Jeff Volek, seorang profesor ilmu manusia di Ohio State University di Columbus, menjelaskan bahwa ini mungkin karena bahkan diet tinggi karbohidrat mengandung lebih sedikit karbohidrat daripada yang biasanya dikonsumsi para partisipan.

“Tidak ada keraguan bahwa orang dengan sindrom metabolik dan diabetes tipe 2 melakukan lebih baik pada diet rendah karbohidrat, tetapi mereka biasanya menurunkan berat badan, dan salah satu pemikiran yang umum adalah bahwa penurunan berat badan mendorong peningkatan,” kata Prof. Volek. “Jelas bukan itu masalahnya di sini.”

Sindrom metabolik

Seperti di atas, untuk mendapat diagnosis sindroma metabolik, seseorang harus memiliki tiga dari lima faktor risiko. Risiko seseorang terkena penyakit jantung, diabetes, dan stroke meningkat untuk setiap faktor risiko yang dimilikinya.

Sindrom metabolik memiliki beberapa penyebab berbeda, termasuk bertambah tua dan kecenderungan genetik untuk mengembangkan resistensi insulin - keduanya tidak dapat dikendalikan oleh seseorang.
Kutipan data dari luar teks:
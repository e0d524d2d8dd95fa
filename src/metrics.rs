use crate::state::Snapshot;
use prometheus::core::Collector;
use prometheus::proto::MetricFamily;
use prometheus::{opts, Gauge, Registry};
use std::fmt::Write as _;

pub struct MetricsView {
    registry: Registry,
}

impl MetricsView {
    pub fn from_snapshot(snapshot: &Snapshot) -> Result<Self, prometheus::Error> {
        let registry = Registry::new();
        let system = snapshot.system.as_ref();

        // Filled with 0 before the first poll.
        let (cpu, load_1, load_5, load_15, mem, disk) = system
            .map(|s| {
                (
                    s.cpu_percent,
                    s.load_1,
                    s.load_5,
                    s.load_15,
                    s.mem_percent,
                    s.disk_percent,
                )
            })
            .unwrap_or_default();
        gauge(&registry, "pi_cpu_percent", "CPU usage in percent", cpu)?;
        gauge(&registry, "pi_load1", "1 minute load average", load_1)?;
        gauge(&registry, "pi_load5", "5 minute load average", load_5)?;
        gauge(&registry, "pi_load15", "15 minute load average", load_15)?;
        gauge(&registry, "pi_mem_percent", "Memory usage in percent", mem)?;
        gauge(&registry, "pi_disk_percent", "Root filesystem usage in percent", disk)?;

        if let Some(temp) = system.and_then(|s| s.temp_c) {
            gauge(&registry, "pi_temp_c", "CPU temperature in Celsius", temp)?;
        }
        if let Some(uptime) = system.and_then(|s| s.uptime_seconds) {
            gauge(&registry, "pi_uptime_seconds", "System uptime in seconds", uptime)?;
        }

        let pihole = snapshot.pihole.as_ref();
        gauge(
            &registry,
            "pihole_service_ok",
            "Pi-hole service active 0/1",
            flag(pihole.map(|p| p.service_ok)),
        )?;
        for (key, v) in pihole.into_iter().flat_map(|p| p.stats.iter()) {
            if let Some(v) = v {
                gauge(&registry, &format!("pihole_{key}"), "Pi-hole status counter", *v)?;
            }
        }

        let pivpn = snapshot.pivpn.as_ref();
        gauge(
            &registry,
            "pivpn_service_ok",
            "PiVPN service active 0/1",
            flag(pivpn.map(|p| p.service_ok)),
        )?;
        if let Some(clients) = pivpn.and_then(|p| p.connected_clients) {
            gauge(
                &registry,
                "pivpn_connected_clients",
                "Clients listed by pivpn",
                clients as f64,
            )?;
        }

        Ok(Self { registry })
    }

    pub fn encode(&self) -> String {
        encode_flat(&self.registry.gather())
    }
}

fn flag(ok: Option<bool>) -> f64 {
    if ok == Some(true) {
        1.0
    } else {
        0.0
    }
}

fn gauge(registry: &Registry, name: &str, help: &str, value: f64) -> Result<(), prometheus::Error> {
    let gauge = Gauge::with_opts(opts!(name, help))?;
    gauge.set(value);
    register(registry, &gauge)
}

fn register<T: Collector + Clone + 'static>(
    registry: &Registry,
    collector: &T,
) -> Result<(), prometheus::Error> {
    registry.register(Box::new(collector.clone()))
}

fn encode_flat(families: &[MetricFamily]) -> String {
    let mut out = String::new();
    for mf in families {
        for m in mf.get_metric() {
            let _ = writeln!(out, "{} {}", mf.get_name(), m.get_gauge().get_value());
        }
    }
    out
}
Namun, ada penyebab lain yang bisa mereka kendalikan, seperti penambahan berat badan dan tidak adanya aktivitas dalam waktu lama.

Diet rendah karbohidrat, seperti yang ditunjukkan oleh penelitian ini, bisa menjadi bagian penting dari pengobatan sindrom metabolik.
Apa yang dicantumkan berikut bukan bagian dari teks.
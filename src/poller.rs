use crate::collectors::services::{collect_pihole, collect_pivpn, ServiceProbe};
use crate::collectors::system::{collect_system, new_sampler};
use crate::collectors::CollectError;
use crate::config::Config;
use crate::runner::CommandRunner;
use crate::state::{ServiceStatus, Snapshot, SnapshotStore, SystemRecord};
use std::sync::Arc;
use sysinfo::System;
use tokio::sync::watch;
use tokio::task;
use tokio::time::MissedTickBehavior;
use tracing::{debug, info, warn};

/// The only writer of the [`SnapshotStore`].
pub struct Poller {
    cfg: Arc<Config>,
    runner: Arc<dyn CommandRunner>,
    store: Arc<SnapshotStore>,
    sampler: Option<System>,
}

struct CycleOutput {
    system: SystemRecord,
    pihole: ServiceStatus,
    pivpn: ServiceStatus,
}

impl Poller {
    pub fn new(cfg: Arc<Config>, runner: Arc<dyn CommandRunner>, store: Arc<SnapshotStore>) -> Self {
        Self {
            cfg,
            runner,
            store,
            sampler: None,
        }
    }

    pub async fn run(mut self, mut shutdown: watch::Receiver<bool>) {
        let mut ticker = tokio::time::interval(self.cfg.interval());
        ticker.set_missed_tick_behavior(MissedTickBehavior::Skip);

        loop {
            tokio::select! {
                _ = shutdown.changed() => {
                    info!("poll loop stopping");
                    break;
                }
                _ = ticker.tick() => {
                    self.poll_once().await;
                }
            }
        }
    }

    // A failed cycle republishes the previous data with `last_error` set.
    pub async fn poll_once(&mut self) {
        let previous = self.store.read();
        let next = match self.collect().await {
            Ok(out) => Snapshot {
                system: Some(out.system),
                pihole: Some(out.pihole),
                pivpn: Some(out.pivpn),
                last_error: previous.last_error.clone(),
            },
            Err(err) => {
                warn!(error = %err, "collection cycle failed");
                Snapshot {
                    last_error: Some(err.to_string()),
                    ..(*previous).clone()
                }
            }
        };
        self.store.publish(next);
        debug!("snapshot published");
    }

    async fn collect(&mut self) -> Result<CycleOutput, CollectError> {
        let probe = ServiceProbe {
            service_manager_command: self.cfg.service_manager_command.clone(),
            timeout: self.cfg.command_timeout(),
        };

        let mut sampler = self.sampler.take().unwrap_or_else(new_sampler);
        let system_cfg = self.cfg.system.clone();
        let system_task = task::spawn_blocking(move || {
            let record = collect_system(&mut sampler, &system_cfg);
            (sampler, record)
        });

        let pihole_task = {
            let runner = self.runner.clone();
            let cfg = self.cfg.clone();
            let probe = probe.clone();
            task::spawn(async move { collect_pihole(runner.as_ref(), &probe, &cfg.pihole).await })
        };

        let pivpn_task = {
            let runner = self.runner.clone();
            let cfg = self.cfg.clone();
            task::spawn(async move { collect_pivpn(runner.as_ref(), &probe, &cfg.pivpn).await })
        };

        let (system, pihole, pivpn) = tokio::join!(system_task, pihole_task, pivpn_task);

        // A sampler lost to a panic is rebuilt on the next cycle.
        let system = match system {
            Ok((sampler, record)) => {
                self.sampler = Some(sampler);
                record
            }
            Err(err) => return Err(CollectError::from_join("system", err)),
        };
        let pihole = pihole.map_err(|err| CollectError::from_join("pihole", err))?;
        let pivpn = pivpn.map_err(|err| CollectError::from_join("pivpn", err))?;

        Ok(CycleOutput {
            system,
            pihole,
            pivpn,
        })
    }
}

#[cfg(test)]
mod tests {
    use super::*;
    use crate::runner::scripted::ScriptedRunner;
    use async_trait::async_trait;
    use std::path::PathBuf;
    use std::sync::atomic::{AtomicBool, Ordering};
    use std::time::Duration;

    fn test_config() -> Arc<Config> {
        let mut cfg = Config::default();
        cfg.interval_secs = 1;
        cfg.system.temperature_paths = vec![PathBuf::from("/nonexistent/temp")];
        Arc::new(cfg)
    }

    /// Panics on the first pivpn client listing, then behaves.
    struct FlakyRunner {
        inner: ScriptedRunner,
        tripped: AtomicBool,
    }

    #[async_trait]
    impl CommandRunner for FlakyRunner {
        async fn run(&self, argv: &[String], timeout: Duration) -> String {
            if argv.first().map(String::as_str) == Some("pivpn")
                && !self.tripped.swap(true, Ordering::SeqCst)
            {
                panic!("pivpn listing blew up");
            }
            self.inner.run(argv, timeout).await
        }
    }

    #[tokio::test]
    async fn successful_cycle_publishes_all_parts() {
        let store = Arc::new(SnapshotStore::new());
        let runner = ScriptedRunner::new()
            .reply("systemctl is-active pihole-FTL.service", "active")
            .reply("pihole -c -j", r#"{"dns_queries_today": 42}"#)
            .reply("pivpn -c", "h1\nh2\nh3\nphone\nlaptop");
        let mut poller = Poller::new(test_config(), Arc::new(runner), store.clone());

        poller.poll_once().await;

        let snap = store.read();
        assert!(snap.system.is_some());
        let pihole = snap.pihole.as_ref().unwrap();
        assert!(pihole.service_ok);
        assert_eq!(pihole.stats["dns_queries_today"], Some(42.0));
        let pivpn = snap.pivpn.as_ref().unwrap();
        assert!(!pivpn.service_ok);
        assert_eq!(pivpn.connected_clients, Some(2));
        assert_eq!(snap.last_error, None);
    }

    #[tokio::test]
    async fn panicking_collector_is_recorded_and_loop_recovers() {
        let store = Arc::new(SnapshotStore::new());
        let runner = FlakyRunner {
            inner: ScriptedRunner::new().reply("pivpn -c", "h1\nh2\nh3\nphone"),
            tripped: AtomicBool::new(false),
        };
        let mut poller = Poller::new(test_config(), Arc::new(runner), store.clone());

        poller.poll_once().await;
        let failed = store.read();
        assert!(failed.system.is_none());
        assert!(failed.pivpn.is_none());
        let err = failed.last_error.as_deref().unwrap();
        assert!(err.contains("pivpn collector panicked"), "{err}");
        assert!(err.contains("pivpn listing blew up"), "{err}");

        poller.poll_once().await;
        let recovered = store.read();
        assert!(recovered.system.is_some());
        assert_eq!(recovered.pivpn.as_ref().unwrap().connected_clients, Some(1));
        assert_eq!(recovered.last_error, failed.last_error);
    }

    #[tokio::test]
    async fn run_publishes_immediately_and_stops_on_shutdown() {
        let store = Arc::new(SnapshotStore::new());
        let mut published = store.subscribe();
        let (shutdown_tx, shutdown_rx) = watch::channel(false);
        let poller = Poller::new(test_config(), Arc::new(ScriptedRunner::new()), store.clone());
        let handle = tokio::spawn(poller.run(shutdown_rx));

        tokio::time::timeout(Duration::from_secs(10), published.changed())
            .await
            .expect("first cycle in time")
            .expect("store alive");
        assert!(store.read().system.is_some());

        shutdown_tx.send(true).expect("poller listening");
        tokio::time::timeout(Duration::from_secs(10), handle)
            .await
            .expect("poller stops")
            .expect("poller did not panic");
    }
}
Meskipun hasil ini menjanjikan, penelitian ini dilakukan dalam jangka waktu yang sangat singkat. Para ilmuwan sekarang harus melakukan studi lebih lanjut tentang diet rendah karbohidrat jangka panjang dan bagaimana orang menanggapinya.

"Bahkan pembatasan karbohidrat yang sederhana sudah cukup untuk membalikkan sindrom metabolik pada beberapa orang, tetapi yang lain perlu membatasi lebih banyak lagi."